I have an 02 Infiniti I35. Is it the same chassis as the maxima and are the parts interchangeable? Need to know whether this is going to be impossible to upgrade.

Marcus


----------



## 96_vqmax (May 14, 2003)

sallysentra said:


> *I have an 02 Infiniti I35. Is it the same chassis as the maxima and are the parts interchangeable? Need to know whether this is going to be impossible to upgrade.
> 
> Marcus *


 Yes,it's the same chassic as the max so it's part(engine,tranny,suspension.....)is interchangeable.Well except for the look part(bumper,fender,hood,trunk,interior......)are not.Hope this will help.


----------



## Guest (May 14, 2003)

I appreciate the help. That means the first mods are going to be suspension and brakes. The infiniti is a lot softer and has more body roll than the maxima. I could go for better handling and faster stopping.

Thanks again,
Marcus


----------



## 96_vqmax (May 14, 2003)

sallysentra said:


> *I appreciate the help. That means the first mods are going to be suspension and brakes. The infiniti is a lot softer and has more body roll than the maxima.

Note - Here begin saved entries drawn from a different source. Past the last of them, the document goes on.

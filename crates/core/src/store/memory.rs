use std::collections::HashMap;

use async_trait::async_trait;
use chrono::{DateTime, NaiveDate, Utc};
use tokio::sync::Mutex;
use uuid::Uuid;

use crate::{
    errors::{AgendaError, AgendaResult},
    models::{
        appointment::{Appointment, AppointmentStatus, NewAppointment, find_collision},
        contract::{Contract, ContractStatus},
        reminder::PatientContact,
        template::AvailabilityTemplate,
        token::RescheduleToken,
    },
    store::{AgendaStore, ensure_status_unchanged},
};

#[derive(Default)]
struct Tables {
    templates: HashMap<(Uuid, u8), AvailabilityTemplate>,
    contracts: HashMap<Uuid, Contract>,
    appointments: HashMap<Uuid, Appointment>,
    tokens: HashMap<String, RescheduleToken>,
    contacts: HashMap<Uuid, PatientContact>,
}

impl Tables {
    fn collides(&self, candidate: &Appointment) -> bool {
        let same_day = self
            .appointments
            .values()
            .filter(|other| other.professional_id == candidate.professional_id);
        candidate.status.is_occupying()
            && find_collision(same_day, candidate.date, candidate.start, candidate.end, Some(candidate.id))
                .is_some()
    }

    fn write_if_free(
        &mut self,
        updated: &Appointment,
        expected: AppointmentStatus,
        now: DateTime<Utc>,
    ) -> AgendaResult<Option<Appointment>> {
        let current = self
            .appointments
            .get(&updated.id)
            .ok_or_else(|| AgendaError::NotFound(format!("appointment {}", updated.id)))?;
        ensure_status_unchanged(updated.id, current.status, expected)?;
        if self.collides(updated) {
            return Ok(None);
        }
        let mut stored = updated.clone();
        stored.updated_at = now;
        self.appointments.insert(stored.id, stored.clone());
        Ok(Some(stored))
    }
}

/// In-process store. One mutex guards every table, so each call is atomic
/// with respect to every other call.
#[derive(Default)]
pub struct MemoryStore {
    tables: Mutex<Tables>,
}

impl MemoryStore {
    pub fn new() -> Self {
        Self::default()
    }
}

fn sorted(mut appointments: Vec<Appointment>) -> Vec<Appointment> {
    appointments.sort_by_key(|appointment| (appointment.date, appointment.start, appointment.created_at));
    appointments
}

#[async_trait]
impl AgendaStore for MemoryStore {
    async fn templates(&self, professional_id: Uuid) -> AgendaResult<Vec<AvailabilityTemplate>> {
        let tables = self.tables.lock().await;
        let mut rows: Vec<_> = tables
            .templates
            .iter()
            .filter(|((owner, _), _)| *owner == professional_id)
            .map(|(_, template)| template.clone())
            .collect();
        rows.sort_by_key(|template| template.weekday);
        Ok(rows)
    }

    async fn replace_templates(
        &self,
        professional_id: Uuid,
        templates: &[AvailabilityTemplate],
    ) -> AgendaResult<()> {
        let mut tables = self.tables.lock().await;
        for template in templates {
            tables
                .templates
                .insert((professional_id, template.weekday), template.clone());
        }
        Ok(())
    }

    async fn contract(&self, contract_id: Uuid) -> AgendaResult<Option<Contract>> {
        Ok(self.tables.lock().await.contracts.get(&contract_id).cloned())
    }

    async fn upsert_contract(&self, contract: &Contract) -> AgendaResult<Contract> {
        let mut tables = self.tables.lock().await;
        tables.contracts.insert(contract.id, contract.clone());
        Ok(contract.clone())
    }

    async fn mark_signed(&self, contract_id: Uuid, now: DateTime<Utc>) -> AgendaResult<u64> {
        let mut tables = self.tables.lock().await;
        let contract = tables
            .contracts
            .get_mut(&contract_id)
            .ok_or_else(|| AgendaError::NotFound(format!("contract {contract_id}")))?;
        if contract.status == ContractStatus::Cancelled {
            return Err(AgendaError::NotEligible(format!("contract {contract_id} is cancelled")));
        }
        contract.status = ContractStatus::Signed;

        let mut promoted = 0;
        for appointment in tables.appointments.values_mut() {
            if appointment.contract_id == contract_id && appointment.status == AppointmentStatus::PreScheduled {
                appointment.status = AppointmentStatus::Scheduled;
                appointment.updated_at = now;
                promoted += 1;
            }
        }
        Ok(promoted)
    }

    async fn end_contract(
        &self,
        contract_id: Uuid,
        end_date: NaiveDate,
        now: DateTime<Utc>,
    ) -> AgendaResult<Vec<Uuid>> {
        let mut tables = self.tables.lock().await;
        let contract = tables
            .contracts
            .get_mut(&contract_id)
            .ok_or_else(|| AgendaError::NotFound(format!("contract {contract_id}")))?;
        contract.end_date = Some(end_date);

        let mut ended = Vec::new();
        for appointment in tables.appointments.values_mut() {
            if appointment.contract_id == contract_id
                && appointment.date > end_date
                && appointment.status.is_active()
            {
                appointment.status = AppointmentStatus::SeriesEnded;
                appointment.updated_at = now;
                ended.push((appointment.date, appointment.start, appointment.id));
            }
        }
        ended.sort();
        Ok(ended.into_iter().map(|(_, _, id)| id).collect())
    }

    async fn appointment(&self, appointment_id: Uuid) -> AgendaResult<Option<Appointment>> {
        Ok(self.tables.lock().await.appointments.get(&appointment_id).cloned())
    }

    async fn appointments_between(
        &self,
        professional_id: Uuid,
        from: NaiveDate,
        to: NaiveDate,
    ) -> AgendaResult<Vec<Appointment>> {
        let tables = self.tables.lock().await;
        Ok(sorted(
            tables
                .appointments
                .values()
                .filter(|a| a.professional_id == professional_id && a.date >= from && a.date <= to)
                .cloned()
                .collect(),
        ))
    }

    async fn appointments_on(
        &self,
        date: NaiveDate,
        professional_id: Option<Uuid>,
    ) -> AgendaResult<Vec<Appointment>> {
        let tables = self.tables.lock().await;
        Ok(sorted(
            tables
                .appointments
                .values()
                .filter(|a| a.date == date && professional_id.is_none_or(|id| a.professional_id == id))
                .cloned()
                .collect(),
        ))
    }

    async fn insert_if_free(
        &self,
        appointment: NewAppointment,
        now: DateTime<Utc>,
    ) -> AgendaResult<Option<Appointment>> {
        let mut tables = self.tables.lock().await;
        let appointment = appointment.into_appointment(Uuid::new_v4(), now);
        if tables.collides(&appointment) {
            return Ok(None);
        }
        tables.appointments.insert(appointment.id, appointment.clone());
        Ok(Some(appointment))
    }

    async fn update_if_free(
        &self,
        updated: &Appointment,
        expected: AppointmentStatus,
        now: DateTime<Utc>,
    ) -> AgendaResult<Option<Appointment>> {
        self.tables.lock().await.write_if_free(updated, expected, now)
    }

    async fn insert_token(&self, token: &RescheduleToken) -> AgendaResult<()> {
        let mut tables = self.tables.lock().await;
        tables.tokens.insert(token.token.clone(), token.clone());
        Ok(())
    }

    async fn token(&self, token: &str) -> AgendaResult<Option<RescheduleToken>> {
        Ok(self.tables.lock().await.tokens.get(token).cloned())
    }

    async fn move_with_token(
        &self,
        token: &str,
        updated: &Appointment,
        expected: AppointmentStatus,
        now: DateTime<Utc>,
    ) -> AgendaResult<Option<Appointment>> {
        let mut tables = self.tables.lock().await;
        match tables.tokens.get(token) {
            None => return Err(AgendaError::NotFound("reschedule link".to_string())),
            Some(stored) if stored.is_consumed() => {
                return Err(AgendaError::NotEligible(
                    "this link has already been used to move the appointment".to_string(),
                ));
            }
            Some(_) => {}
        }
        let moved = tables.write_if_free(updated, expected, now)?;
        if moved.is_some() {
            if let Some(stored) = tables.tokens.get_mut(token) {
                stored.consumed_at = Some(now);
            }
        }
        Ok(moved)
    }

    async fn delete_expired_tokens(&self, now: DateTime<Utc>) -> AgendaResult<u64> {
        let mut tables = self.tables.lock().await;
        let before = tables.tokens.len();
        tables.tokens.retain(|_, token| !token.is_expired(now));
        Ok((before - tables.tokens.len()) as u64)
    }

    async fn patient_contact(&self, patient_id: Uuid) -> AgendaResult<Option<PatientContact>> {
        Ok(self.tables.lock().await.contacts.get(&patient_id).cloned())
    }

    async fn upsert_patient_contact(&self, contact: &PatientContact) -> AgendaResult<()> {
        let mut tables = self.tables.lock().await;
        tables.contacts.insert(contact.patient_id, contact.clone());
        Ok(())
    }
}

I could go for better handling and faster stopping.
> 
> Thanks again,
> Marcus *


 Yeah,the infinity is a bit softer than the max.I have heard a lots of good about H&R(spring) with KYB GR2(strut) was a very good combo.You can check it out more at www.maxima.org for more info.That is where most maxima driver post there.Hope this will help.


----------